Levin had often noticed in discussions between the most intelligent people who after enormous efforts, and an enormous expenditure of logical subtleties and words, the disputants finally arrived at being aware that what they had so long been struggling to prove to one another had long ago, from the beginning of the argument, been known to both, but that they liked different things, and would not define what they liked for fear of its being attacked.

When I was around 30–40% into the book, one of my friends who has watched the movie spoiled the ending for me. Yet I was compelled to continue. She told me about the story of Anna. It didn’t matter much, because strangely, I could never get much connected to Anna. Although the book bears her name, the story is much more than just her. I lovingly followed another important character in the book, Konstantin Dmitrievitch Levin. For me, the book is more about him than Anna. He is a person who has grown up in the countryside. He has a deep connection with the village and its people. He feels himself a contributing member of the society. He is opinionated about many aspects, but he does not shy away from them. He acknowledges his shortcomings, those frustrate him and still he carries on. His insecurities and his achievements are human. You can actually see the character transform. There is a direct conflict of his upbringing and closeness of the countryside with the ways of the city dwellers. His entire character arc is rich and gets you invested.

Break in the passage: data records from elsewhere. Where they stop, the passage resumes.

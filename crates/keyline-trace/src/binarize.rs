//! Threshold binarization: RGBA buffer in, foreground bitmap out.
//!
//! Foreground means "dark enough to trace": a pixel is foreground when it
//! is sufficiently opaque *and* its luminance falls below the configured
//! threshold. After dark-background keying, transparency therefore acts
//! as the background mask regardless of the underlying color.

use image::RgbaImage;

/// Minimum alpha for a pixel to participate in tracing at all.
///
/// Pixels keyed to transparency (alpha 0) and mostly transparent
/// anti-aliasing fringes are treated as background.
pub const MIN_OPAQUE_ALPHA: u8 = 128;

/// A binary foreground mask in row-major order.
#[derive(Debug, Clone, PartialEq, Eq)]
pub struct Bitmap {
    width: u32,
    height: u32,
    bits: Vec<bool>,
}

impl Bitmap {
    /// Create an all-background bitmap of the given size.
    #[must_use]
    pub fn new(width: u32, height: u32) -> Self {
        Self {
            width,
            height,
            bits: vec![false; (width as usize) * (height as usize)],
        }
    }

    /// Width in pixels.
    #[must_use]
    pub const fn width(&self) -> u32 {
        self.width
    }

    /// Height in pixels.
    #[must_use]
    pub const fn height(&self) -> u32 {
        self.height
    }

    /// Returns `true` if `(x, y)` is inside the bitmap and foreground.
    ///
    /// Out-of-bounds coordinates read as background, which lets boundary
    /// tracing probe neighbors without explicit edge handling.
    #[must_use]
    pub fn get(&self, x: i64, y: i64) -> bool {
        if x < 0 || y < 0 || x >= i64::from(self.width) || y >= i64::from(self.height) {
            return false;
        }
        #[allow(clippy::cast_sign_loss)]
        let idx = (y as usize) * (self.width as usize) + (x as usize);
        self.bits[idx]
    }

    /// Set the pixel at `(x, y)` to foreground.
    pub fn set(&mut self, x: u32, y: u32) {
        let idx = (y as usize) * (self.width as usize) + (x as usize);
        self.bits[idx] = true;
    }

    /// Number of foreground pixels.
    #[must_use]
    pub fn count_foreground(&self) -> usize {
        self.bits.iter().filter(|&&b| b).count()
    }
}

/// Integer luminance of an RGB triple, 0-255.
///
/// Uses the standard Rec. 601 weights in integer arithmetic so the
/// result is exact and identical across runs and platforms.
#[must_use]
pub fn luminance(r: u8, g: u8, b: u8) -> u8 {
    let weighted = 299 * u32::from(r) + 587 * u32::from(g) + 114 * u32::from(b);
    #[allow(clippy::cast_possible_truncation)]
    let value = (weighted / 1000) as u8;
    value
}

/// Binarize an RGBA image against a luminance threshold.
///
/// A pixel is foreground when `alpha >= MIN_OPAQUE_ALPHA` and
/// `luminance < threshold`. The scan is row-major and the result is
/// deterministic for identical input.
#[must_use]
pub fn binarize(image: &RgbaImage, threshold: u8) -> Bitmap {
    let mut bitmap = Bitmap::new(image.width(), image.height());
    for (x, y, pixel) in image.enumerate_pixels() {
        let [r, g, b, a] = pixel.0;
        if a >= MIN_OPAQUE_ALPHA && luminance(r, g, b) < threshold {
            bitmap.set(x, y);
        }
    }
    bitmap
}

#[cfg(test)]
mod tests {
    use super::*;

    #[test]
    fn luminance_extremes() {
        assert_eq!(luminance(0, 0, 0), 0);
        assert_eq!(luminance(255, 255, 255), 255);
    }

    #[test]
    fn luminance_weights_green_heaviest() {
        assert!(luminance(0, 128, 0) > luminance(128, 0, 0));
        assert!(luminance(128, 0, 0) > luminance(0, 0, 128));
    }

    #[test]
    fn out_of_bounds_reads_background() {
        let bitmap = Bitmap::new(4, 4);
        assert!(!bitmap.get(-1, 0));
        assert!(!bitmap.get(0, -1));
        assert!(!bitmap.get(4, 0));
        assert!(!bitmap.get(0, 4));
    }

    #[test]
    fn set_and_get_round_trip() {
        let mut bitmap = Bitmap::new(3, 3);
        bitmap.set(1, 2);
        assert!(bitmap.get(1, 2));
        assert!(!bitmap.get(2, 1));
        assert_eq!(bitmap.count_foreground(), 1);
    }

    #[test]
    fn dark_opaque_pixel_is_foreground() {
        let img = RgbaImage::from_pixel(1, 1, image::Rgba([0, 0, 0, 255]));
        let bitmap = binarize(&img, 180);
        assert!(bitmap.get(0, 0));
    }

    #[test]
    fn light_pixel_is_background() {
        let img = RgbaImage::from_pixel(1, 1, image::Rgba([255, 255, 255, 255]));
        let bitmap = binarize(&img, 180);
        assert!(!bitmap.get(0, 0));
    }

    #[test]
    fn transparent_dark_pixel_is_background() {
        // A keyed pixel must not trace even though its RGB is black.
        let img = RgbaImage::from_pixel(1, 1, image::Rgba([0, 0, 0, 0]));
        let bitmap = binarize(&img, 180);
        assert!(!bitmap.get(0, 0));
    }

    #[test]
    fn threshold_boundary_is_strict() {
        // luminance == threshold is background (strictly-below rule).
        let img = RgbaImage::from_pixel(1, 1, image::Rgba([100, 100, 100, 255]));
        assert_eq!(luminance(100, 100, 100), 100);
        assert!(!binarize(&img, 100).get(0, 0));
        assert!(binarize(&img, 101).get(0, 0));
    }

    #[test]
    fn binarize_is_deterministic() {
        let img = RgbaImage::from_fn(9, 7, |x, y| {
            #[allow(clippy::cast_possible_truncation)]
            let v = ((x * 37 + y * 11) % 256) as u8;
            image::Rgba([v, v, v, 255])
        });
        assert_eq!(binarize(&img, 128), binarize(&img, 128));
    }
}
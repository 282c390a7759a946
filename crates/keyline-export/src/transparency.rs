//! Transparency post-processing.
//!
//! Guarantees that a finished SVG document declares both "no default
//! fill" and a transparent background on its root element. Presence is
//! checked by substring scan, so the operation is idempotent: running it
//! twice produces the same result as running it once. Nothing else in
//! the document is altered.
//!
//! Pure string transformation, no I/O.

/// Declaration marking the document as having no default fill.
pub const NO_FILL_DECL: &str = r#"fill="none""#;

/// Declaration marking the document background as transparent.
pub const TRANSPARENT_BG_DECL: &str = "background-color: transparent";

/// Ensure the root `<svg>` element declares no default fill and a
/// transparent background.
///
/// Each declaration is injected only if its substring is absent from the
/// document, so existing declarations are never duplicated. Documents
/// without a root `<svg>` tag are returned unchanged (they fail the
/// sanity check elsewhere).
#[must_use]
pub fn ensure_transparent(markup: &str) -> String {
    let mut patched = markup.to_owned();

    if !patched.contains(NO_FILL_DECL) {
        patched = inject_root_attribute(&patched, NO_FILL_DECL);
    }

    if !patched.contains(TRANSPARENT_BG_DECL) {
        let style = format!(r#"style="{TRANSPARENT_BG_DECL}""#);
        patched = inject_root_attribute(&patched, &style);
    }

    patched
}

/// Insert an attribute into the root `<svg>` opening tag.
///
/// Handles both `<svg ...>` and self-closing `<svg .../>` forms. When no
/// root tag can be located, the document is returned unchanged.
fn inject_root_attribute(markup: &str, attribute: &str) -> String {
    let Some(open) = markup.find("<svg") else {
        return markup.to_owned();
    };
    let Some(relative_end) = markup[open..].find('>') else {
        return markup.to_owned();
    };

    let mut insert_at = open + relative_end;
    if markup[..insert_at].ends_with('/') {
        insert_at -= 1;
    }

    let (head, tail) = markup.split_at(insert_at);
    format!("{head} {attribute}{tail}")
}

#[cfg(test)]
mod tests {
    use super::*;

    const BARE: &str = r#"<svg xmlns="http://www.w3.org/2000/svg" viewBox="0 0 10 10"><path d="M0,0 L1,1z"/></svg>"#;

    #[test]
    fn both_declarations_are_added() {
        let patched = ensure_transparent(BARE);
        assert!(patched.contains(NO_FILL_DECL));
        assert!(patched.contains(TRANSPARENT_BG_DECL));
    }

    #[test]
    fn declarations_land_on_the_root_tag() {
        let patched = ensure_transparent(BARE);
        let root_end = patched.find('>').unwrap_or(patched.len());
        let root_tag = &patched[..root_end];
        assert!(root_tag.contains(NO_FILL_DECL));
        assert!(root_tag.contains(TRANSPARENT_BG_DECL));
    }

    #[test]
    fn existing_no_fill_is_not_duplicated() {
        let input = r#"<svg fill="none" xmlns="http://www.w3.org/2000/svg"></svg>"#;
        let patched = ensure_transparent(input);
        assert_eq!(patched.matches(NO_FILL_DECL).count(), 1);
    }

    #[test]
    fn existing_background_is_not_duplicated() {
        let input =
            r#"<svg style="background-color: transparent" xmlns="http://www.w3.org/2000/svg"></svg>"#;
        let patched = ensure_transparent(input);
        assert_eq!(patched.matches(TRANSPARENT_BG_DECL).count(), 1);
    }

    #[test]
    fn idempotent() {
        let once = ensure_transparent(BARE);
        let twice = ensure_transparent(&once);
        assert_eq!(once, twice);
    }

    #[test]
    fn path_content_is_untouched() {
        let patched = ensure_transparent(BARE);
        assert!(patched.contains(r#"<path d="M0,0 L1,1z"/>"#));
    }

    #[test]
    fn self_closing_root_is_handled() {
        let input = r#"<svg xmlns="http://www.w3.org/2000/svg" viewBox="0 0 1 1"/>"#;
        let patched = ensure_transparent(input);
        assert!(patched.ends_with("/>"));
        assert!(patched.contains(NO_FILL_DECL));
        assert!(patched.contains(TRANSPARENT_BG_DECL));
    }

    #[test]
    fn xml_declaration_is_preserved() {
        let input = format!("<?xml version=\"1.0\" encoding=\"UTF-8\"?>\n{BARE}");
        let patched = ensure_transparent(&input);
        assert!(patched.starts_with(r#"<?xml version="1.0" encoding="UTF-8"?>"#));
        assert!(patched.contains(NO_FILL_DECL));
    }

    #[test]
    fn document_without_root_tag_is_unchanged_structurally() {
        let patched = ensure_transparent("not markup at all");
        assert_eq!(patched, "not markup at all");
    }
}
//! Image decoding and dark-background keying.
//!
//! Accepts raw image bytes (PNG, JPEG) and produces an RGBA buffer, then
//! optionally keys near-black pixels to full transparency so that solid
//! dark backgrounds drop out of the traced result.
//!
//! This is the first step in the pipeline: raw bytes in, `RgbaImage` out.

use image::RgbaImage;

use crate::types::TraceError;

/// Channel value below which a pixel counts as near-black.
///
/// A pixel is keyed out only when R, G, and B are *all* below this
/// value, so dark-but-colored pixels survive.
pub const DARKNESS_KEY_THRESHOLD: u8 = 30;

/// Decode raw image bytes into an RGBA buffer.
///
/// Supports PNG and JPEG (whatever the `image` crate can decode with the
/// enabled features).
///
/// # Errors
///
/// Returns [`TraceError::EmptyInput`] if `bytes` is empty.
/// Returns [`TraceError::ImageDecode`] if the image format is
/// unrecognized or the data is corrupt.
pub fn decode(bytes: &[u8]) -> Result<RgbaImage, TraceError> {
    if bytes.is_empty() {
        return Err(TraceError::EmptyInput);
    }

    let img = image::load_from_memory(bytes)?;
    Ok(img.to_rgba8())
}

/// Key near-black pixels to full transparency, in place.
///
/// Scans the entire buffer — no early exit, since downstream trace
/// quality depends on a complete pass. Every pixel whose R, G, and B
/// values are all below [`DARKNESS_KEY_THRESHOLD`] gets its alpha set to
/// 0. No other channel is modified and dimensions are unchanged.
pub fn key_dark_background(image: &mut RgbaImage) {
    for pixel in image.pixels_mut() {
        let [r, g, b, _] = pixel.0;
        if r < DARKNESS_KEY_THRESHOLD && g < DARKNESS_KEY_THRESHOLD && b < DARKNESS_KEY_THRESHOLD {
            pixel.0[3] = 0;
        }
    }
}
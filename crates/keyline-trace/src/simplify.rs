//! Boundary point reduction using the Ramer-Douglas-Peucker algorithm.
//!
//! Raw Moore-neighbor boundaries contain one point per boundary pixel.
//! RDP removes points that are within a given tolerance of the line
//! between their neighbors, which is the "fewer, smoother segments"
//! half of curve fitting. Implemented directly to avoid pulling in a
//! geometry crate dependency tree.

use crate::types::Point;

/// Simplify a point sequence using the Ramer-Douglas-Peucker algorithm.
///
/// Points within `tolerance` pixels of the line between their endpoints
/// are removed. A tolerance of 0.0 preserves all points. Sequences with
/// fewer than 3 points are returned unchanged (nothing to simplify).
#[must_use = "returns the simplified point sequence"]
pub fn simplify(points: &[Point], tolerance: f64) -> Vec<Point> {
    if points.len() < 3 {
        return points.to_vec();
    }

    let mut kept = vec![false; points.len()];
    kept[0] = true;
    kept[points.len() - 1] = true;

    rdp_recurse(points, 0, points.len() - 1, tolerance, &mut kept);

    points
        .iter()
        .zip(&kept)
        .filter(|&(_, k)| *k)
        .map(|(&p, _)| p)
        .collect()
}

/// Recursive step of the Ramer-Douglas-Peucker algorithm.
///
/// Finds the point between `start` and `end` that is farthest from the
/// line segment between them. If that distance exceeds `tolerance`, the
/// point is kept and both sub-segments are processed recursively.
fn rdp_recurse(points: &[Point], start: usize, end: usize, tolerance: f64, kept: &mut [bool]) {
    if end <= start + 1 {
        return;
    }

    let mut max_dist = 0.0;
    let mut max_idx = start;

    for i in (start + 1)..end {
        let d = perpendicular_distance(points[i], points[start], points[end]);
        if d > max_dist {
            max_dist = d;
            max_idx = i;
        }
    }

    if max_dist > tolerance {
        kept[max_idx] = true;
        rdp_recurse(points, start, max_idx, tolerance, kept);
        rdp_recurse(points, max_idx, end, tolerance, kept);
    }
}

/// Perpendicular distance from point `p` to the line defined by `a` and `b`.
///
/// Uses the formula: |cross(b-a, p-a)| / |b-a|.
/// When `a` and `b` coincide, returns the distance from `p` to `a`.
fn perpendicular_distance(p: Point, a: Point, b: Point) -> f64 {
    let dx = b.x - a.x;
    let dy = b.y - a.y;
    let length_sq = dx.mul_add(dx, dy * dy);

    if length_sq == 0.0 {
        // a and b are the same point.
        return p.distance(a);
    }

    let cross = dx.mul_add(a.y - p.y, -(dy * (a.x - p.x)));
    cross.abs() / length_sq.sqrt()
}

#[cfg(test)]
mod tests {
    use super::*;

    #[test]
    fn short_sequences_unchanged() {
        assert!(simplify(&[], 1.0).is_empty());
        assert_eq!(simplify(&[Point::new(1.0, 2.0)], 1.0).len(), 1);
        let two = [Point::new(0.0, 0.0), Point::new(10.0, 0.0)];
        assert_eq!(simplify(&two, 1.0).len(), 2);
    }

    #[test]
    fn zero_tolerance_preserves_all_points() {
        let points = [
            Point::new(0.0, 0.0),
            Point::new(1.0, 0.1),
            Point::new(2.0, 0.0),
            Point::new(3.0, 0.05),
            Point::new(4.0, 0.0),
        ];
        assert_eq!(simplify(&points, 0.0).len(), 5);
    }

    #[test]
    fn collinear_points_collapse_to_endpoints() {
        let points = [
            Point::new(0.0, 0.0),
            Point::new(1.0, 1.0),
            Point::new(2.0, 2.0),
            Point::new(3.0, 3.0),
            Point::new(4.0, 4.0),
        ];
        let result = simplify(&points, 0.1);
        assert_eq!(result, vec![Point::new(0.0, 0.0), Point::new(4.0, 4.0)]);
    }

    #[test]
    fn zigzag_retains_peaks() {
        let points = [
            Point::new(0.0, 0.0),
            Point::new(2.0, 5.0),
            Point::new(4.0, 0.0),
            Point::new(6.0, 5.0),
            Point::new(8.0, 0.0),
        ];
        // Peaks are > 1.0 from the baseline, so every point is kept.
        assert_eq!(simplify(&points, 1.0).len(), 5);
        // With tolerance above the peak height, only endpoints remain.
        assert_eq!(simplify(&points, 10.0).len(), 2);
    }

    #[test]
    fn perpendicular_distance_on_axis() {
        let d = perpendicular_distance(
            Point::new(1.0, 3.0),
            Point::new(0.0, 0.0),
            Point::new(2.0, 0.0),
        );
        assert!((d - 3.0).abs() < 1e-10);
    }

    #[test]
    fn perpendicular_distance_coincident_endpoints() {
        let d = perpendicular_distance(
            Point::new(3.0, 4.0),
            Point::new(0.0, 0.0),
            Point::new(0.0, 0.0),
        );
        assert!((d - 5.0).abs() < 1e-10);
    }
}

As I was reading this book, I was going through a lot of highs and lows on the personal front. The drama in the book was a constant companion. Probably, that is why I am much drawn to Levin. His insecurities, his troubles, his feeling mattered as that of a friend. That made me happy.

As I mentioned earlier, the book is huge and that is because of a lot of elements tangential to the story. The book is worth a read but in bits and pieces. I liked it owing to my emotional state while reading through it, but if I neutralize that effect then I would not be able to give it more than 3 stars. It was a big project to read a Russian classic as it was my first and I am glad I have completed it.

Have you read it? What do you think?